Interpretación: James
Woods (Jack Crow), Daniel Baldwin (Montoya),
Sheryl Lee (Katrina), Thomas Ian Griffith (Jan
Valek), Maximilian Schell (Cardenal Alba), Tim
Guinee (Padre Adam Guiteau), Mark Boone Junior
(Catlin), Gregory Sierra (Padre Giovanni),
Cary-Hiroyuki Tagawa (David Deyo), Thomas Rosales
(Ortega), Henry Kingi (Anthony).
Guión: Don
Jakoby; basado en la novela Vampires de
John Steakley.
Producción: Sandy
King.
Coproducción: Don
Jakoby.
Fotografía: Gary B.
Kibbe.
Montaje: Edward
A. Warschilka.
Diseño de producción: Thomas
A. Walsh.
Dirección artística: Kim Hix.
Vestuario: Robin Michel Bush.
Decorados: David Schlesinger.
Dirección de producción: Kim Kurumada. |
CRÍTICA
por Santiago L. Moreno
Empujado
por la canícula y el tedio, decidí la otra
tarde refugiarme en una de las refrigeradas salas
del cine de mi barrio.
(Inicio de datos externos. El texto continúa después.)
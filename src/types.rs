//! Common types shared across the pipeline
//!
//! The central type is [`Dataset`]: a fixed-schema, in-memory collection of
//! rows produced by the transform layer and consumed by the statistics and
//! output layers. Rows are JSON objects whose values are constrained to the
//! column kinds declared in the dataset schema.

use serde::{Deserialize, Serialize};
use serde_json::Value;

/// A single output row: target column name to (already cast) value
pub type Row = serde_json::Map<String, Value>;

// ============================================================================
// Source identification
// ============================================================================

/// The five configured raw data sources
#[derive(Debug, Clone, Copy, PartialEq, Eq, PartialOrd, Ord, Hash, Serialize, Deserialize)]
#[serde(rename_all = "snake_case")]
pub enum SourceId {
    BookingHotels,
    BookingReviews,
    TripadvisorHotels,
    TripadvisorReviews,
    GeospatialAttractions,
}

impl SourceId {
    /// All sources, in pipeline order
    pub const ALL: [SourceId; 5] = [
        SourceId::BookingHotels,
        SourceId::BookingReviews,
        SourceId::TripadvisorHotels,
        SourceId::TripadvisorReviews,
        SourceId::GeospatialAttractions,
    ];

    /// Stable key used in configuration and dataset names
    pub fn key(self) -> &'static str {
        match self {
            SourceId::BookingHotels => "booking_hotels",
            SourceId::BookingReviews => "booking_reviews",
            SourceId::TripadvisorHotels => "tripadvisor_hotels",
            SourceId::TripadvisorReviews => "tripadvisor_reviews",
            SourceId::GeospatialAttractions => "geospatial_attractions",
        }
    }
}

impl std::fmt::Display for SourceId {
    fn fmt(&self, f: &mut std::fmt::Formatter<'_>) -> std::fmt::Result {
        f.write_str(self.key())
    }
}

/// Classification tag assigned to every ingested record
///
/// `Unknown` records are excluded from all downstream transforms; the
/// classifier reports how many fell through.
#[derive(Debug, Clone, Copy, PartialEq, Eq, PartialOrd, Ord, Hash, Serialize, Deserialize)]
#[serde(rename_all = "snake_case")]
pub enum DataSourceType {
    BookingHotel,
    BookingReview,
    TripadvisorHotel,
    TripadvisorReview,
    GeospatialAttraction,
    Unknown,
}

impl DataSourceType {
    /// Tag name as it appears in logs and reports
    pub fn as_str(self) -> &'static str {
        match self {
            DataSourceType::BookingHotel => "booking_hotel",
            DataSourceType::BookingReview => "booking_review",
            DataSourceType::TripadvisorHotel => "tripadvisor_hotel",
            DataSourceType::TripadvisorReview => "tripadvisor_review",
            DataSourceType::GeospatialAttraction => "geospatial_attraction",
            DataSourceType::Unknown => "unknown",
        }
    }
}

impl std::fmt::Display for DataSourceType {
    fn fmt(&self, f: &mut std::fmt::Formatter<'_>) -> std::fmt::Result {
        f.write_str(self.as_str())
    }
}

/// A raw record annotated with its ingestion row id and classification
#[derive(Debug, Clone)]
pub struct ClassifiedRecord {
    /// Monotonically increasing id, unique within one ingestion run
    pub row_id: i64,
    /// First-match classification tag
    pub source_type: DataSourceType,
    /// The untouched raw record
    pub record: Value,
}

// ============================================================================
// Datasets
// ============================================================================

/// Value domain of a dataset column
#[derive(Debug, Clone, Copy, PartialEq, Eq, Serialize, Deserialize)]
#[serde(rename_all = "snake_case")]
pub enum ColumnKind {
    /// UTF-8 text
    Text,
    /// 64-bit signed integer
    Integer,
    /// 64-bit float
    Double,
    /// Boolean
    Boolean,
    /// Calendar date, carried as a `yyyy-MM-dd` string
    Date,
    /// UTC timestamp, carried as an RFC 3339 string
    Timestamp,
    /// Complex value serialized to JSON text
    Json,
}

/// A single column in a dataset schema
#[derive(Debug, Clone, PartialEq, Eq, Serialize, Deserialize)]
pub struct ColumnSpec {
    /// Column name
    pub name: String,
    /// Value domain
    pub kind: ColumnKind,
}

impl ColumnSpec {
    /// Create a new column spec
    pub fn new(name: impl Into<String>, kind: ColumnKind) -> Self {
        Self {
            name: name.into(),
            kind,
        }
    }
}

/// A fixed-schema, in-memory collection of transformed rows
#[derive(Debug, Clone)]
pub struct Dataset {
    /// Dataset name (also the output directory name)
    pub name: String,
    /// Ordered column schema
    pub columns: Vec<ColumnSpec>,
    /// Rows; every value conforms to its column kind or is null
    pub rows: Vec<Row>,
}

impl Dataset {
    /// Create an empty dataset with the given schema
    pub fn empty(name: impl Into<String>, columns: Vec<ColumnSpec>) -> Self {
        Self {
            name: name.into(),
            columns,
            rows: Vec::new(),
        }
    }

    /// Number of rows
    pub fn len(&self) -> usize {
        self.rows.len()
    }

    /// Whether the dataset has no rows
    pub fn is_empty(&self) -> bool {
        self.rows.is_empty()
    }

    /// Number of columns
    pub fn column_count(&self) -> usize {
        self.columns.len()
    }

    /// Look up a column by name
    pub fn column(&self, name: &str) -> Option<&ColumnSpec> {
        self.columns.iter().find(|c| c.name == name)
    }

    /// Whether the schema contains the named column
    pub fn has_column(&self, name: &str) -> bool {
        self.column(name).is_some()
    }

    /// Iterate the non-null `f64` values of a column
    pub fn doubles(&self, name: &str) -> impl Iterator<Item = f64> + '_ {
        let name = name.to_string();
        self.rows
            .iter()
            .filter_map(move |row| row.get(&name).and_then(Value::as_f64))
    }
}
Entre la cantidad de
títulos, me decidí finalmente por
"Vampiros de John Carpenter", y si
cierto es que logré evadirme del calor, también
lo es que al final de la proyección no salí muy
satisfecho del evento.
John
Carpenter es uno de los nombres importantes
dentro del fantástico, y no por casualidad, sino
porque en su ya dilatada carrera ha dado algún
título verdaderamente interesante. Otra cosa
totalmente distinta es la mitomanía que se ha
formado a su alrededor por parte de muchos de sus
seguidores, cuyo origen indudablemente hay que
buscar más en la devoción que en la calidad de
sus filmes.
Vampiros de
John Carpenter (todo en el título, como Drácula de
Francis Ford Coppola), es una película que
empieza muy bien, con una escena inicial
impactante en la que ya se puede constatar que el
peso de la película lo va a llevar el magnífico
James Woods. Continúa
con una matanza "made in Carpenter" que
promete un desarrollo mucho más
divertido del que en realidad se producirá
después, y termina con un plano
memorable por su fotografía de un grupo de
malignos vampiros surgiendo del suelo y otra
ulterior carnicería en un convento. Digo termina
porque a partir de aquí comienza la debacle de
una persona que, o se queda sin ideas, u olvida
todo lo que ha aprendido durante estos largos
años como director de cine.
Un nuevo
personaje aparece para ser un cobarde, luego un
valiente, luego un cobarde y finalmente un
valiente; Sheryl Lee, más
conocida como Laura Palmer en "Twin
Peaks", sufre durante toda una hora porque
no sabe cuándo debe convertirse en vampira, cosa
que sucede al final sin venir a cuento; uno de
los hermanos de Alec Baldwin le coge
cierto gustillo masoquista a eso de que le
muerdan varias veces para así poder quemarse
después la herida, cosa que evidentemente no
sirve para nada, y finalmente, el mayor
cazavampiros profesional del mundo no cae en la
cuenta de que si anochece y hay vampiros, quizá
debería salir por piernas en vez de alejarse de
espaldas al paso. Francamente, la última
escena es de lo peor que he visto últimamente en
una pantalla gigante. No se puede llevar
más mal el ritmo y la unión de secuencias que
como aquí se producen, sin contar con que uno de
los vampiros más temibles que he visto, autor de
la anterior matanza del hotel, cae de la manera
más rápida y tonta que yo haya visto jamás.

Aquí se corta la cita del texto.